The Step-by-Step Provisioning Workflow
We mapped the configuration flow into a structured step-by-step layout inside the GreenLake Central system, providing real-time feedback at each stage.
Step 1: Queue Profile Metadata
Users enter name identifiers, select active parent partitions, and define resource limits.
Step 2: Node Selection Table
Select available machines. Users filter nodes by processor models, GPU options, and state attributes.
Step 3: User Access
Configure access permissions to define which user groups can dispatch jobs to the newly created compute queue.
Step 4: Queue Preferences
Define specific priority weights, maximum runtime constraints per user, and job preemption thresholds.
Step 5: Review & Activation
A complete configuration summary checks node occupancy and confirms allocation before spinning up compute hooks.

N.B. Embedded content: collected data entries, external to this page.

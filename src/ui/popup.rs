/// Popup UI: one panel per `Screen`

use crate::config::ExtensionConfig;
use crate::host::BrowserHost;
use crate::http::FetchClient;
use crate::session::{FailureMessage, LoginPrompt, PopupSession, Screen, SessionAction, SuccessMessage};
use crate::ui::components::{ReadingListRow, StatusLine};
use crate::workflow::PopupWorkflow;
use patternfly_yew::prelude::*;
use std::rc::Rc;
use wasm_bindgen_futures::spawn_local;
use web_sys::HtmlInputElement;
use yew::prelude::*;

type Workflow = PopupWorkflow<FetchClient, BrowserHost>;

#[function_component(App)]
pub fn app() -> Html {
    let session = use_reducer(PopupSession::new);
    let workflow: Rc<Workflow> = use_memo((), |_| {
        PopupWorkflow::new(FetchClient, BrowserHost, ExtensionConfig::bundled())
    });

    // Token, lists and saved status on open
    {
        let dispatcher = session.dispatcher();
        let workflow = workflow.clone();
        use_effect_with((), move |_| {
            spawn_local(async move {
                workflow.open(move |action| dispatcher.dispatch(action)).await;
            });
            || ()
        });
    }

    let on_search_input = {
        let dispatcher = session.dispatcher();
        Callback::from(move |e: InputEvent| {
            if let Some(input) = e.target_dyn_into::<HtmlInputElement>() {
                dispatcher.dispatch(SessionAction::SetFilter(input.value()));
            }
        })
    };

    let on_select = {
        let session = session.clone();
        let workflow = workflow.clone();
        Callback::from(move |list_id: i64| {
            let Some((context, list)) = session.selection(list_id) else {
                return;
            };
            let dispatcher = session.dispatcher();
            let workflow = workflow.clone();
            spawn_local(async move {
                workflow
                    .select(&context, &list, move |action| dispatcher.dispatch(action))
                    .await;
            });
        })
    };

    let body = match &session.screen {
        Screen::Loading => html! {
            <div class="loading-text-center">
                <Spinner />
            </div>
        },
        Screen::ListSelection => list_selection(&session, on_search_input, on_select),
        Screen::LoginPrompt(prompt) => login_prompt(prompt, workflow.clone()),
        Screen::Success(message) => success(message),
        Screen::Failure(failure) => failure_panel(failure, workflow.clone()),
    };

    html! {
        <div class="padding-20">
            {body}
        </div>
    }
}

fn list_selection(session: &PopupSession, on_search_input: Callback<InputEvent>, on_select: Callback<i64>) -> Html {
    let visible = session.visible_lists();

    html! {
        <div id="listSelectionContainer">
            <input
                id="listSearchInput"
                type="search"
                class="search-input"
                placeholder="Search lists"
                value={session.filter.clone()}
                disabled={session.controls_disabled}
                oninput={on_search_input}
            />
            <StatusLine text={session.status.clone()} />
            if session.loading {
                <div id="listLoading" class="loading-text-center">
                    <Spinner />
                </div>
            } else if visible.is_empty() {
                <p id="listEmpty" class="empty-state">{"No reading lists found."}</p>
            } else {
                <ul id="listResults">
                    {for visible.into_iter().map(|list| html! {
                        <ReadingListRow
                            key={list.id}
                            list={list.clone()}
                            disabled={session.controls_disabled}
                            onselect={on_select.clone()}
                        />
                    })}
                </ul>
            }
        </div>
    }
}

fn login_prompt(prompt: &LoginPrompt, workflow: Rc<Workflow>) -> Html {
    let on_login = {
        let prompt = prompt.clone();
        Callback::from(move |_: MouseEvent| {
            let prompt = prompt.clone();
            let workflow = workflow.clone();
            spawn_local(async move {
                workflow.follow_login(&prompt).await;
            });
        })
    };

    html! {
        <div id="loginPromptContainer" class="flex-column-gap">
            <p id="loginPromptText">{&prompt.text}</p>
            <Button onclick={on_login} variant={ButtonVariant::Primary} block={true}>
                {prompt.button_text.clone()}
            </Button>
        </div>
    }
}

fn success(message: &SuccessMessage) -> Html {
    html! {
        <div id="addToListSuccessContainer">
            <p id="successText">
                {&message.before}
                if let Some(title) = &message.title {
                    <span class="successTitle">{title}</span>
                }
                {&message.after}
            </p>
        </div>
    }
}

fn failure_panel(failure: &FailureMessage, workflow: Rc<Workflow>) -> Html {
    let learn_more = failure.learn_more.clone().map(|link| {
        let on_click = {
            let link = link.clone();
            Callback::from(move |e: MouseEvent| {
                e.prevent_default();
                let link = link.clone();
                let workflow = workflow.clone();
                spawn_local(async move {
                    workflow.open_learn_more(&link).await;
                });
            })
        };
        html! {
            <p id="learnMoreLinkContainer">
                <a id="learnMoreLink" href={link.url.clone()} onclick={on_click}>{link.text}</a>
            </p>
        }
    });

    html! {
        <div id="addToListFailedContainer">
            <Alert r#type={AlertType::Danger} title={failure.text.clone()} inline={true}>
                {for learn_more}
            </Alert>
        </div>
    }
}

Additional feature added: "Save as Draft" Persistent States
Compute queue configuration is a complex administrative task involving multiple nodes, network limits, priority preferences, and user permission mappings. To prevent configuration loss and streamline workflow execution, we introduced a persistent "Save as Draft" action at every stage of the wizard. This new feature allows users to pause resource planning, exit the allocation wizard safely, and resume provisioning later without losing any input.
Design System Deep Dive: Shared vs. Exclusive States
We defined clear visual indicators inside the node table grids to let administrators easily distinguish between sharing states and avoid resource locking issues:
SHARED (REGULAR) Co-allocated Nodes
- Nodes show in standard listing styles. They are available to carry parallel tasks.
- Shows "Shared" allocation tags.
- Enables maximum compute utility but potentially introduces thread scheduling lag.
EXCLUSIVE Isolated Nodes
- Reserves dedicated machines that cannot be shared under other queues.
- Displays bright yellow warning badges and visual lock indicators.
- Nodes selected here are blocked from appearing in regular queue selectors.
Allocated Nodes Visual Validation
When users inspect node lists inside a queue, they are presented with a focused details dashboard summarizing active computing statuses. This feedback panel helps administrators trace locks and see which compute systems are executing workload workloads, providing clear traceability.
Outcome & Feedback
The introduction of this visual self-service provisioning dashboard drastically reduced administration overhead for HPC clients. By removing the need to manage queues through command lines or ticket submissions, HPE clients can now partition cluster nodes in seconds.
System administrators praised the clear warning locks on Exclusive Queues, citing a **100% reduction** in accidental node over-allocations and a massive improvement in overall cluster tracking.